The following post contains SPOILERS for Westworld through Season 1 Episode 8.

Last night’s episode of Westworld, “Trace Decay,” featured a lengthy speech from the show’s mysterious Man in Black (Ed Harris) supposedly explaining his origins. He’s a “good guy” who spent his life as a philanthropist and family man. After his wife’s death (an apparent suicide) the Man was so distraught he came to Westworld looking to commit a truly horrible act. And thus this new persona was born.

At least that’s how he told it. If there’s one thing you can trust about Westworld it’s that its characters are rarely trustworthy. Characters who present themselves as humans turn out to be hosts, loyal corporate employees have secret motives, and executives secretly murder the underlings who try to undermine them. In any given Westworld scene, odds are someone onscreen is lying, even if they don’t realize it.

True, false, or somewhere in between, the Man in Black’s “origin” did nothing to dispel the widely discussed theory that the Man in Black is an older version of William (Jimmi Simpson), a young and idealistic visitor to Westworld traveling through the park’s frontier with a self-aware robot named Dolores (Evan Rachel Wood). The theory posits that the William/Dolores scenes are set in the past, while the Man in Black scenes (along with most of the show’s other subplots) are set in the show’s present, a deception disguised by careful editing and the fact that the Westworld robots never age.

If you believe the William-is-the-Man-in-Black theory, last night’s episode offered a few more potential confirmations, including the scene where the Man in Black recognizes the host that first welcomed William to Westworld way back in Episode 2. (The same host also appeared in Dolores’ flashback, more corroboration that the show exists in multiple timelines.) But, as noted by my boss, Townsquare Media National Managing Editor Nicole Sia, there’s still a big, honking problem with this whole shared identity thing: A mole.

No, I’m not talking about the kind of mole that sneaks information out of a highly advanced robotic theme park. (Westworld has one of those too.) We’re talking facial moles here, like the one that is prominently featured on the left cheek of actor Jimmi Simpson, the man who plays William. It’s very visible in this publicity still from the show.


So William has a mole. The Man in Black? No mole.

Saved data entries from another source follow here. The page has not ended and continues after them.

//! Site-wide counters

use axum::{extract::State, routing::get, Json, Router};

use crate::db::{self, SiteCounts};
use crate::{ApiResult, AppState};

/// GET /api/stats
pub async fn site_stats(State(state): State<AppState>) -> ApiResult<Json<SiteCounts>> {
    Ok(Json(db::site_counts(&state.db).await?))
}

pub fn stats_routes() -> Router<AppState> {
    Router::new().route("/api/stats", get(site_stats))
}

Now, is it possible that at some point between the two time periods William decided to get rid of his mole? Absolutely. “Trace Decay” showed off a piece of future tech that can laser-suture a potentially fatal knife wound in seconds. If you can do that, permanently slicing off a mole while leaving no scar is a piece of cake.

But does either William or the Man in Black strike you as the sort of guy who would get cosmetic surgery, particularly on something as minor as a mole? It doesn’t fit either character as they’ve been presented on the show so far. I guess if we’re going to really get in the weeds here we could come up with some alternate explanation that make sense. Maybe William and Dolores’ journey into Westworld’s “Maze” ends up with William getting beaten up or his face injured, and as part of the reconstructive surgery they wind up taking off his mole too.

But that’s going a really long way to go to explain this stuff. If William does turn out to be the Man in Black, and Westworld has some ingenious excuse for his mole’s disappearance, then I’ll tip my hat (either black or white) to them for it. But for now this makes me a little bit more skeptical that this theory, while definitely compelling, is true.